Plötzlich fiel mir etwas Seltsames auf. „Mister Rode? Sie haben doch auf Ihre gewünschte Etage gedrückt, oder?“ Langsam nickte er. Mir sackte der Magen in die Kniekehlen. „Und warum genau fahren wir nicht?“ Ich spürte, wie mein Puls sich erhöhte und mir sämtliches Blut aus dem Gesicht wich.

Mister Rode schien meinen Gedanken erraten zu haben. „Es ist sicher alles gut, Emily! Wir sind gleich hier wieder raus und dann nehmen wir eben die Treppe, ist eh gesünder und mein Bauch hätte es nötig!“, verkrampft grinste er mich an, doch ich merkte, dass er auch nicht mehr so entspannt war, wie ich ihn sonst kannte. Er ging zur Schalterleiste und drückt auf den Türöffner.  Immer und immer wieder.

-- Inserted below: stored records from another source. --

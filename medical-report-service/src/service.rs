use axum::{
    Form, Router,
    extract::{Multipart, Path, Query, State},
    http::StatusCode,
    middleware::from_fn,
    response::{Html, IntoResponse, Json, Redirect, Response},
    routing::{get, post, put},
};
use consult_flow::{
    ConsultError, ConsultSession, Consultation, GenerationOracle, InMemorySessionStorage,
    Orchestrator, Report, Role, RunStatus, SessionStorage,
};
use chrono::{TimeDelta, Utc};
use serde::Deserialize;
use serde_json::{Value, json};
use std::{sync::Arc, time::Duration};
use tower_http::{cors::CorsLayer, trace::TraceLayer};
use tracing::{error, info, warn};

use crate::{
    models::{ConsultForm, ConsultRequest, ConsultResponse, SessionResponse, UploadReportRequest},
    telemetry::correlation_id_middleware,
    ui,
};

type ApiResult<T> = Result<Json<T>, (StatusCode, Json<Value>)>;
type ApiError = (StatusCode, Json<Value>);

fn bad_request_error(message: &str) -> ApiError {
    (StatusCode::BAD_REQUEST, Json(json!({ "error": message })))
}

fn status_for(error: &ConsultError) -> StatusCode {
    match error {
        ConsultError::InvalidRole(_) => StatusCode::BAD_REQUEST,
        ConsultError::MissingInput(_) => StatusCode::CONFLICT,
        ConsultError::SessionNotFound(_) => StatusCode::NOT_FOUND,
        ConsultError::OracleError(_) => StatusCode::BAD_GATEWAY,
        ConsultError::StorageError(_) => StatusCode::INTERNAL_SERVER_ERROR,
    }
}

fn api_error(error: &ConsultError) -> ApiError {
    let message = match error {
        ConsultError::InvalidRole(_) => "Invalid role",
        ConsultError::MissingInput(_) => "Missing input",
        ConsultError::SessionNotFound(_) => "Session not found",
        ConsultError::OracleError(_) => "Text generation failed",
        ConsultError::StorageError(_) => "Session storage failed",
    };
    (
        status_for(error),
        Json(json!({
            "error": message,
            "details": error.to_string()
        })),
    )
}

#[derive(Clone)]
pub struct AppState {
    pub session_storage: Arc<dyn SessionStorage>,
    pub orchestrator: Orchestrator,
}

impl AppState {
    pub fn new(oracle: Arc<dyn GenerationOracle>) -> Self {
        Self {
            session_storage: Arc::new(InMemorySessionStorage::new()),
            orchestrator: Orchestrator::new(oracle),
        }
    }
}

pub fn build_router(app_state: AppState) -> Router {
    Router::new()
        .route("/", get(index))
        .route("/upload", post(upload_report_file))
        .route("/session/{session_id}", get(session_page))
        .route("/session/{session_id}/consult", post(consult_from_form))
        .route("/health", get(health_check))
        .route("/api", get(api_root))
        .route("/api/sessions", post(create_session))
        .route(
            "/api/sessions/{session_id}",
            get(get_session_status).delete(delete_session),
        )
        .route("/api/sessions/{session_id}/report", put(upload_report))
        .route("/api/sessions/{session_id}/consult", post(consult))
        .layer(from_fn(correlation_id_middleware))
        .layer(CorsLayer::permissive())
        .layer(TraceLayer::new_for_http())
        .with_state(app_state)
}

async fn load_session(state: &AppState, session_id: &str) -> Result<ConsultSession, ConsultError> {
    state
        .session_storage
        .get(session_id)
        .await?
        .ok_or_else(|| ConsultError::SessionNotFound(session_id.to_string()))
}

async fn save_session(state: &AppState, mut session: ConsultSession) -> Result<(), ConsultError> {
    let session_id = session.id.clone();
    session.touch();
    state.session_storage.save(session).await.map_err(|e| {
        error!(session_id = %session_id, error = %e, "Failed to save session");
        e
    })
}

/// Apply `update` to the stored session, but only while it still holds `report`.
///
/// A report replaced during generation wins: the run's status and result
/// belong to the old report and are dropped.
async fn record_run<F>(
    state: &AppState,
    session_id: &str,
    report: &Report,
    update: F,
) -> Result<ConsultSession, ConsultError>
where
    F: FnOnce(&mut ConsultSession),
{
    let mut session = load_session(state, session_id).await?;
    if session.report.as_ref() != Some(report) {
        warn!(session_id = %session_id, "Report replaced during consultation, discarding result");
        return Ok(session);
    }

    update(&mut session);
    save_session(state, session.clone()).await?;
    Ok(session)
}

/// Run one consultation for a session and record its lifecycle.
///
/// The role is validated before anything else happens; a session without a
/// report fails with `MissingInput` and leaves the session untouched.
async fn run_consultation(
    state: &AppState,
    session_id: &str,
    role_name: &str,
) -> Result<(ConsultSession, Consultation), ConsultError> {
    let role: Role = role_name.parse()?;
    let session = load_session(state, session_id).await?;

    let report = session.report.clone().ok_or_else(|| {
        ConsultError::MissingInput(ui::UPLOAD_WARNING.to_string())
    })?;

    record_run(state, session_id, &report, |session| {
        session.status = RunStatus::Running;
    })
    .await?;

    info!(session_id = %session_id, role = %role, "Starting consultation");

    let outcome = state.orchestrator.consult(role, Some(&report)).await;
    let session = record_run(state, session_id, &report, |session| match &outcome {
        Ok(consultation) => {
            session.status = RunStatus::Done;
            session.last = Some(consultation.clone());
        }
        Err(e) => session.status = RunStatus::Failed(e.to_string()),
    })
    .await?;

    outcome.map(|consultation| (session, consultation))
}

/// Drop sessions idle for longer than `ttl`.
pub async fn purge_idle_sessions(
    storage: &dyn SessionStorage,
    ttl: Duration,
) -> Result<usize, ConsultError> {
    let Some(cutoff) = TimeDelta::from_std(ttl)
        .ok()
        .and_then(|ttl| Utc::now().checked_sub_signed(ttl))
    else {
        return Ok(0);
    };
    storage.purge_idle(cutoff).await
}

/// Periodically purge idle sessions for the lifetime of the process.
pub fn spawn_session_sweeper(
    storage: Arc<dyn SessionStorage>,
    ttl: Duration,
) -> tokio::task::JoinHandle<()> {
    let period = ttl.clamp(Duration::from_secs(1), Duration::from_secs(60));
    tokio::spawn(async move {
        let mut interval = tokio::time::interval(period);
        loop {
            interval.tick().await;
            match purge_idle_sessions(storage.as_ref(), ttl).await {
                Ok(0) => {}
                Ok(removed) => info!(removed, "Purged idle sessions"),
                Err(e) => warn!(error = %e, "Failed to purge idle sessions"),
            }
        }
    })
}

// ---------------------------------------------------------------------------
// Browser pages
// ---------------------------------------------------------------------------

async fn index() -> Html<String> {
    Html(ui::upload_page(None))
}

async fn read_uploaded_report(mut multipart: Multipart) -> Result<Report, String> {
    while let Some(field) = multipart
        .next_field()
        .await
        .map_err(|e| format!("Malformed upload: {}", e))?
    {
        if field.name() != Some("report") {
            continue;
        }

        let file_name = field.file_name().unwrap_or_default().to_string();
        if !file_name.to_ascii_lowercase().ends_with(".txt") {
            return Err("Upload a .txt file".to_string());
        }

        let bytes = field
            .bytes()
            .await
            .map_err(|e| format!("Failed to read upload: {}", e))?;
        let text = String::from_utf8(bytes.to_vec())
            .map_err(|_| "The uploaded file is not valid UTF-8 text".to_string())?;
        let report = Report::new(text);
        if report.is_blank() {
            return Err("Report cannot be empty".to_string());
        }
        return Ok(report);
    }

    Err("No file uploaded".to_string())
}

async fn upload_report_file(State(state): State<AppState>, multipart: Multipart) -> Response {
    let report = match read_uploaded_report(multipart).await {
        Ok(report) => report,
        Err(message) => {
            warn!("Rejected upload: {}", message);
            return (StatusCode::BAD_REQUEST, Html(ui::upload_page(Some(&message)))).into_response();
        }
    };

    let session = ConsultSession::with_report(report);
    let session_id = session.id.clone();
    if let Err(e) = save_session(&state, session).await {
        return (status_for(&e), Html(ui::upload_page(Some(&e.to_string())))).into_response();
    }

    info!(session_id = %session_id, "Medical report uploaded");
    Redirect::to(&format!("/session/{}", session_id)).into_response()
}

#[derive(Debug, Deserialize)]
struct SelectQuery {
    role: Option<String>,
}

async fn session_page(
    State(state): State<AppState>,
    Path(session_id): Path<String>,
    Query(query): Query<SelectQuery>,
) -> Response {
    let session = match load_session(&state, &session_id).await {
        Ok(session) => session,
        Err(ConsultError::SessionNotFound(_)) => {
            return (StatusCode::NOT_FOUND, Html(ui::not_found_page(&session_id))).into_response();
        }
        Err(e) => {
            return (status_for(&e), Html(ui::upload_page(Some(&e.to_string())))).into_response();
        }
    };

    match query.role.as_deref().map(str::parse::<Role>).transpose() {
        Ok(selected) => Html(ui::session_page(&session, selected, None)).into_response(),
        Err(e) => (
            StatusCode::BAD_REQUEST,
            Html(ui::session_page(&session, None, Some(&e.to_string()))),
        )
            .into_response(),
    }
}

async fn consult_from_form(
    State(state): State<AppState>,
    Path(session_id): Path<String>,
    Form(form): Form<ConsultForm>,
) -> Response {
    match run_consultation(&state, &session_id, &form.role).await {
        Ok((session, consultation)) => {
            Html(ui::session_page(&session, Some(consultation.role), None)).into_response()
        }
        Err(ConsultError::SessionNotFound(_)) => {
            (StatusCode::NOT_FOUND, Html(ui::not_found_page(&session_id))).into_response()
        }
        Err(e) => {
            let status = status_for(&e);
            match load_session(&state, &session_id).await {
                Ok(session) => {
                    let selected = form.role.parse::<Role>().ok();
                    (status, Html(ui::session_page(&session, selected, Some(&e.to_string()))))
                        .into_response()
                }
                Err(_) => (status, Html(ui::upload_page(Some(&e.to_string())))).into_response(),
            }
        }
    }
}

// ---------------------------------------------------------------------------
// JSON API
// ---------------------------------------------------------------------------

async fn api_root() -> Json<Value> {
    Json(json!({
        "service": "Medical Report Analyzer",
        "version": "1.0.0",
        "description": "Role-based analysis of uploaded medical reports by specialist and multidisciplinary agents",
        "roles": Role::ALL,
        "endpoints": {
            "GET /": "Browser UI",
            "POST /api/sessions": "Create an empty session",
            "PUT /api/sessions/{session_id}/report": "Upload the medical report text",
            "POST /api/sessions/{session_id}/consult": "Run one agent over the report",
            "GET /api/sessions/{session_id}": "Get session status and last result",
            "DELETE /api/sessions/{session_id}": "Discard the session and its report",
            "GET /health": "Health check"
        }
    }))
}

async fn health_check() -> Json<Value> {
    Json(json!({
        "status": "healthy",
        "timestamp": chrono::Utc::now().to_rfc3339()
    }))
}

async fn create_session(State(state): State<AppState>) -> ApiResult<Value> {
    let session = ConsultSession::new();
    let session_id = session.id.clone();

    save_session(&state, session)
        .await
        .map_err(|e| api_error(&e))?;

    info!(session_id = %session_id, "Session created");
    Ok(Json(json!({
        "session_id": session_id,
        "status": "created",
        "message": "Upload a medical report to continue"
    })))
}

async fn upload_report(
    State(state): State<AppState>,
    Path(session_id): Path<String>,
    Json(request): Json<UploadReportRequest>,
) -> ApiResult<Value> {
    let report = Report::new(request.report);
    if report.is_blank() {
        return Err(bad_request_error("Report cannot be empty"));
    }

    let mut session = load_session(&state, &session_id)
        .await
        .map_err(|e| api_error(&e))?;
    session.set_report(report);
    save_session(&state, session)
        .await
        .map_err(|e| api_error(&e))?;

    info!(session_id = %session_id, "Medical report uploaded");
    Ok(Json(json!({
        "session_id": session_id,
        "status": "uploaded",
        "message": ui::UPLOAD_SUCCESS
    })))
}

async fn get_session_status(
    State(state): State<AppState>,
    Path(session_id): Path<String>,
) -> ApiResult<SessionResponse> {
    let session = load_session(&state, &session_id)
        .await
        .map_err(|e| api_error(&e))?;
    Ok(Json(SessionResponse::from(&session)))
}

async fn delete_session(
    State(state): State<AppState>,
    Path(session_id): Path<String>,
) -> ApiResult<Value> {
    load_session(&state, &session_id)
        .await
        .map_err(|e| api_error(&e))?;
    state
        .session_storage
        .delete(&session_id)
        .await
        .map_err(|e| api_error(&e))?;

    info!(session_id = %session_id, "Session deleted");
    Ok(Json(json!({
        "session_id": session_id,
        "status": "deleted"
    })))
}

async fn consult(
    State(state): State<AppState>,
    Path(session_id): Path<String>,
    Json(request): Json<ConsultRequest>,
) -> ApiResult<ConsultResponse> {
    match run_consultation(&state, &session_id, &request.role).await {
        Ok((_, consultation)) => Ok(Json(ConsultResponse::new(&session_id, consultation))),
        Err(e) => {
            error!(session_id = %session_id, role = %request.role, error = %e, "Consultation request failed");
            Err(api_error(&e))
        }
    }
}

Die Tür blieb geschlossen.

„Das gibt’s doch nicht“, zischte er aus zusammen gekniffenen Zähnen heraus. „Hier gibt es nicht einmal einen Notrufknopf!“

Entgeistert starrte ich ihn an. „Bitte was?“, meine Stimme war nur noch ein leises Quietschen. „Das heißt, wir haben keine Möglichkeit mit den anderen Verbindung aufzunehmen?“

Gestresst verzog er das Gesicht. „Hast du dein Handy nicht dabei, ruf deine Freundinnen doch an!“, schimpfte er leise.

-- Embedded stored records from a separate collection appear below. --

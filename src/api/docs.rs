//! OpenAPI document and Swagger UI.

use utoipa::OpenApi;
use utoipa_swagger_ui::SwaggerUi;

use super::handlers::{self, ErrorResponse, HealthResponse, HealthStatus, RootResponse};
use crate::error::Result;
use crate::metadata::{ServiceMetadata, OPENAPI_PATH};

#[derive(OpenApi)]
#[openapi(
    paths(handlers::root, handlers::health),
    components(schemas(RootResponse, HealthResponse, HealthStatus, ErrorResponse)),
    tags(
        (name = "Service", description = "Service status"),
        (name = "Observability", description = "Liveness probing"),
    )
)]
pub struct ApiDoc;

/// OpenAPI document with `info` filled from the service metadata.
pub fn openapi(meta: &ServiceMetadata) -> utoipa::openapi::OpenApi {
    let mut doc = ApiDoc::openapi();
    doc.info.title = meta.name.to_string();
    doc.info.version = meta.version.to_string();
    doc.info.description = Some(meta.description.to_string());
    doc
}

/// [`openapi`] rendered as pretty-printed JSON.
pub fn openapi_json(meta: &ServiceMetadata) -> Result<String> {
    Ok(serde_json::to_string_pretty(&openapi(meta))?)
}

/// Swagger UI mounted at the docs path, backed by [`openapi`].
pub fn swagger_ui(meta: &ServiceMetadata) -> SwaggerUi {
    SwaggerUi::new(meta.docs_path).url(OPENAPI_PATH, openapi(meta))
}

Wütend biss ich mir auf die Lippe, um meinen Ton in einem halbwegs angemessenem Weg zu halten –seiner Stellung und der Situation angemessen, meine ich. „Was glauben Sie, warum ich in dieser Affenhitze mich ins ungekühlte Hotel begebe, während meine Freundinnen in gekühlten Shopping-Mals Eis essen? Ich hab mein Handy oben vergessen, verdammt! Was ist denn mit Ihrem?“, keifte ich zurück.

Wütend starrte ich ihm in die Augen, bis er sich abwand und murmelte: „Mein Guthaben ist alle und im Ausland kann ich kein neues kaufen?“

„Ist das Ihr Ernst? Sie sind ein erwachsener Mann und Ihr Handy ist noch ein prepaid?“, ungläubig musterte ich ihn. So hatte ich ihn nicht eingeschätzt.

Genervt rollte er mit den Augen. „Natürlich habe ich einen Vertrag, aber nicht für den Knochen hier! Mein iPhone liegt schön sicher bei mir zuhause. Wäre ja noch schöner, wenn mir das bei einer Klassenfahrt abhandenkommen würde!“, antwortete er seufzend. „Und wir können nicht ein Mal das Personal rufen…“

Verwirrt zog ich die Stirn kraus. „Aber das wäre doch die Idee! Ich dachte, sie sprächen Spanisch!“, rief ich aufgeregt. „Versuchen Sie es doch mal!“

 „Glaubst du, ich hätte das nicht schon längst gemacht, wenn es was gebracht hätte? Die halten doch in dem Hotel von elf bis eins Siesta…“, rief er aufbrausend.

Betroffen schwieg ich. Verdammte Spanier. Also, nicht dass ich was gegen Spanier hätte, aber das war doch verdammt mistig… „Und was machen wir jetzt?“, fragte ich leise, ich war es nicht gewöhnt, dass er dermaßen heftig reagierte.

Langsam atmete er aus. „Entschuldige, Emily, ich wollte nicht so schreien, es ist nur…“, beschämt blickte er zu Boden. „Warum erzähle ich dir das eigentlich?“, fragte er lachend.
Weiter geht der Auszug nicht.